Printed letters, March 12

Fruita is the only governmental entity in the valley that doesn’t have a marijuana dispensary. We must have done something right.

Yes, the city of Fruita has a legal avenue for a marijuana dispensary to operate in Fruita, but to date not a single shop is open in Fruita. Why?

The City Council crafted and passed a very strict set of parameters for those shops to operate in the city.

The council chose to protect the citizens’ interest by dealing with this issue head-on instead of waiting indefinitely for some type of guidance from the state that may or may not come.

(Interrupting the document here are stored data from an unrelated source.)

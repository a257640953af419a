//! Timers for the page: trailing-edge debounce and one-shot timeouts.
//!
//! Timers are queued on a [`TimerQueue`] and only run while the queue is
//! driven with [`TimerQueue::advance`]. Queuing never needs a runtime, so
//! events can be dispatched anywhere; without one the timers simply stay
//! pending. Actions run on the driving thread and may freely borrow the
//! shared document.

use std::future::Future;
use std::time::Duration;
use tokio::task::{JoinHandle, LocalSet};
use tokio::time::{sleep, sleep_until, Instant};
use tracing::trace;

/// Local task set holding a page's pending timers.
#[derive(Debug, Default)]
pub struct TimerQueue {
    tasks: LocalSet,
}

impl TimerQueue {
    pub fn new() -> Self {
        TimerQueue::default()
    }

    /// Run `action` once, `delay` from now.
    pub fn set_timeout<F>(&self, delay: Duration, action: F) -> JoinHandle<()>
    where
        F: FnOnce() + 'static,
    {
        let deadline = Instant::now() + delay;
        self.tasks.spawn_local(async move {
            sleep_until(deadline).await;
            action();
        })
    }

    /// Let `duration` pass, running every timer that comes due meanwhile.
    ///
    /// Must be awaited on a current-thread tokio runtime.
    pub async fn advance(&self, duration: Duration) {
        self.tasks.run_until(sleep(duration)).await;
    }

    /// Drive `future` to completion while running due timers.
    pub async fn run_until<F: Future>(&self, future: F) -> F::Output {
        self.tasks.run_until(future).await
    }
}

/// Owns a single cancellable timer; every `schedule` call replaces the
/// pending one, so only the action scheduled last runs, `delay` after the
/// last call.
#[derive(Debug, Default)]
pub struct Debouncer {
    name: &'static str,
    pending: Option<JoinHandle<()>>,
}

impl Debouncer {
    pub fn new(name: &'static str) -> Self {
        Debouncer {
            name,
            pending: None,
        }
    }

    pub fn schedule<F>(&mut self, timers: &TimerQueue, delay: Duration, action: F)
    where
        F: FnOnce() + 'static,
    {
        if let Some(previous) = self.pending.take() {
            if !previous.is_finished() {
                trace!("{}: superseding pending timer", self.name);
            }
            previous.abort();
        }
        self.pending = Some(timers.set_timeout(delay, action));
    }

    /// Whether an action is scheduled and has not run yet.
    pub fn is_pending(&self) -> bool {
        self.pending
            .as_ref()
            .map(|handle| !handle.is_finished())
            .unwrap_or(false)
    }
}

impl Drop for Debouncer {
    fn drop(&mut self) {
        if let Some(pending) = self.pending.take() {
            pending.abort();
        }
    }
}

Those parameters include allowing dispensaries by conditional use permit only. The business must meet the needs and desires of the neighborhood. There will not be an undue concentration of shops in Fruita, no businesses within 1,000 feet of a school or daycare facility, increased security measures approved and inspected by the Fruita Police Department, and background checks on all applicants. The proposed 5 percent sales tax is to pay for the increase in the police time required to manage such businesses.

The council adopted a legally responsible ordinance without banning dispensaries, as Centennial tried to do. It lost in court. Our job is to uphold laws passed by a majority of voters, regardless of our personal beliefs.

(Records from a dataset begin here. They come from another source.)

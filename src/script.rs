//! Scripted user sessions replayed against a [`Page`].
//!
//! A session is a JSON document with a list of steps; elements are addressed
//! with selectors and the first match receives the event.

use crate::dom::NodeId;
use crate::error::{PageError, PageResult};
use crate::page::{Event, Page};
use crate::selector::SelectorList;
use serde::Deserialize;
use std::path::Path;
use std::time::Duration;
use tracing::{debug, info};

fn default_form() -> String {
    ".inquiry-form".to_string()
}

#[derive(Debug, Clone, PartialEq, Deserialize)]
#[serde(tag = "type", rename_all = "snake_case")]
pub enum Step {
    Click {
        target: String,
    },
    /// Type into a form control.
    Input {
        target: String,
        value: String,
    },
    Focus {
        target: String,
    },
    Blur {
        target: String,
    },
    Submit {
        #[serde(default = "default_form")]
        target: String,
    },
    Scroll {
        y: f64,
    },
    Resize {
        width: f64,
    },
    Key {
        key: String,
    },
    /// Let pending timers run.
    Wait {
        ms: u64,
    },
}

#[derive(Debug, Clone, Default, PartialEq, Deserialize)]
pub struct Session {
    #[serde(default)]
    pub steps: Vec<Step>,
}

impl Session {
    pub fn from_json(json: &str) -> PageResult<Self> {
        Ok(serde_json::from_str(json)?)
    }

    pub fn load(path: &Path) -> PageResult<Self> {
        let json = std::fs::read_to_string(path).map_err(|source| PageError::Io {
            path: path.display().to_string(),
            source,
        })?;
        Self::from_json(&json)
    }

    /// Replay every step in order. Stops at the first step whose target
    /// cannot be resolved.
    pub async fn replay(&self, page: &mut Page) -> PageResult<()> {
        info!("Replaying {} steps", self.steps.len());

        for (index, step) in self.steps.iter().enumerate() {
            debug!("Step {}: {:?}", index + 1, step);
            match step {
                Step::Click { target } => {
                    let target = resolve(page, target)?;
                    page.dispatch(Event::Click { target });
                }
                Step::Input { target, value } => {
                    let target = resolve(page, target)?;
                    page.input(target, value);
                }
                Step::Focus { target } => {
                    let target = resolve(page, target)?;
                    page.dispatch(Event::Focus { target });
                }
                Step::Blur { target } => {
                    let target = resolve(page, target)?;
                    page.dispatch(Event::Blur { target });
                }
                Step::Submit { target } => {
                    let form = resolve(page, target)?;
                    page.dispatch(Event::Submit { form });
                }
                Step::Scroll { y } => page.dispatch(Event::Scroll { y: *y }),
                Step::Resize { width } => page.dispatch(Event::Resize { width: *width }),
                Step::Key { key } => page.dispatch(Event::KeyDown { key: key.clone() }),
                Step::Wait { ms } => page.wait(Duration::from_millis(*ms)).await,
            }
        }
        Ok(())
    }
}

fn resolve(page: &Page, selector: &str) -> PageResult<NodeId> {
    SelectorList::parse(selector)?;
    page.document()
        .query(selector)
        .ok_or_else(|| PageError::UnknownTarget(selector.to_string()))
}

#[cfg(test)]
mod tests {
    use super::*;
    use crate::config::Config;
    use crate::dom::Document;
    use crate::menu;
    use serde_json::json;

    fn page() -> Page {
        let document = Document::from_value(json!({
            "body": [
                { "tag": "nav", "class": "nav", "children": [
                    { "tag": "button", "class": "mobile-menu-btn" },
                    { "tag": "ul", "class": "nav-links" }
                ]},
                { "tag": "form", "class": "inquiry-form", "children": [
                    { "tag": "input", "attrs": { "name": "name", "required": "" } }
                ]}
            ]
        }))
        .unwrap();
        Page::init(document, Config::default())
    }

    #[test]
    fn test_parse_session() {
        let session = Session::from_json(
            r#"{ "steps": [
                { "type": "click", "target": ".mobile-menu-btn" },
                { "type": "submit" },
                { "type": "wait", "ms": 300 }
            ] }"#,
        )
        .unwrap();
        assert_eq!(
            session.steps,
            vec![
                Step::Click {
                    target: ".mobile-menu-btn".into(),
                },
                Step::Submit {
                    target: ".inquiry-form".into(),
                },
                Step::Wait { ms: 300 },
            ]
        );
    }

    #[test]
    fn test_unknown_step_rejected() {
        let result = Session::from_json(r#"{ "steps": [ { "type": "hover", "target": "a" } ] }"#);
        assert!(matches!(result, Err(PageError::Json(_))));
    }

    #[test]
    fn test_load_missing_file() {
        let result = Session::load(Path::new("/nonexistent/session.json"));
        assert!(matches!(result, Err(PageError::Io { .. })));
    }

    #[tokio::test(start_paused = true)]
    async fn test_replay_drives_page() {
        let mut page = page();
        let session = Session::from_json(
            r#"{ "steps": [
                { "type": "click", "target": ".mobile-menu-btn" },
                { "type": "input", "target": "[name=name]", "value": "Asha" },
                { "type": "blur", "target": "[name=name]" }
            ] }"#,
        )
        .unwrap();
        session.replay(&mut page).await.unwrap();

        assert!(menu::is_open(&page.document()));
        let name = page.document().query("[name=name]").unwrap();
        assert_eq!(page.document().element(name).value(), "Asha");
        assert!(!page.document().element(name).has_class("error"));
    }

    #[tokio::test(start_paused = true)]
    async fn test_replay_stops_at_missing_target() {
        let mut page = page();
        let session = Session {
            steps: vec![
                Step::Click {
                    target: "#nowhere".into(),
                },
                Step::Click {
                    target: ".mobile-menu-btn".into(),
                },
            ],
        };
        let result = session.replay(&mut page).await;
        assert!(matches!(result, Err(PageError::UnknownTarget(s)) if s == "#nowhere"));
        assert!(!menu::is_open(&page.document()));
    }

    #[tokio::test(start_paused = true)]
    async fn test_replay_rejects_bad_selector() {
        let mut page = page();
        let session = Session {
            steps: vec![Step::Blur {
                target: "nav > ul".into(),
            }],
        };
        let result = session.replay(&mut page).await;
        assert!(matches!(result, Err(PageError::Selector { .. })));
    }

    #[tokio::test(start_paused = true)]
    async fn test_wait_runs_page_timers() {
        let mut page = page();
        let session = Session::from_json(
            r#"{ "steps": [
                { "type": "click", "target": ".mobile-menu-btn" },
                { "type": "resize", "width": 1024 },
                { "type": "wait", "ms": 200 }
            ] }"#,
        )
        .unwrap();
        session.replay(&mut page).await.unwrap();
        assert!(menu::is_open(&page.document()));

        let settle = Session {
            steps: vec![Step::Wait { ms: 100 }],
        };
        settle.replay(&mut page).await.unwrap();
        assert!(!menu::is_open(&page.document()));
    }
}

When one person or a small minority start to believe they know what is better than the majority of the voting public, then we lose the very foundation of what our country was based on. This is not a battle between liberal and conservatism. This is about finding a solution to a problem.


Fruita City Council


Council cannot reject legitimate business plans

The Fruita City Council approved a license for the new convenience store to sell 3.2 percent beer. Yes, the location does abut Fruita Monument High School. However, the applicant fully complies with the law.

State law restricts alcohol sales near schools, but it specifically excludes 3.2 percent beer from this prohibition. It is legal to sell 3.2 beer within 1,000 feet of a school. The location of such sales is not the issue. State and local laws prohibit selling any alcoholic beverages to minors. These laws are strictly enforced.

If you follow the exodus of vehicles from the high school parking lot at lunch, you’ll see many go to City Market, and the Loco truck stop. Both of these businesses sell 3.2 percent beer. (They also sell tobacco products, which minors cannot purchase.)

There is no justification to deny a legitimate business activity that complies with state and local laws, simply because it offends someone’s personal preferences. To do so could be seen as “arbitrary and capricious” and subject to lawsuit.

Following the law is neither liberal nor conservative. It is being responsible to our oath of office.


Fruita City Council


Sarmo and Arts Council give much to community

Thanks to The Daily Sentinel for the article on Allison Sarmo’s retirement.

I made a presentation to the Arts Commission this year for the Western Colorado Writers Workshop, No. 14 out of 23 people on the agenda that afternoon. Allison, as coordinator, and the commissioners, listened and asked careful questions, keeping a stack of projects in their heads: sculpture and painting and art studio tours, chorals and concerts and opera, after-school arts, poetry, radio, library, museums, and theatre, for example.

The elephant in the room:  How do you fund all this extraordinary art when you’ve about half the money requested?

Somehow, they did. I had no idea 11 busy people gave so much time to make art possible in our town.

A standing ovation to the commission members for their work, and to Allison Sarmo, a beacon who will be much missed.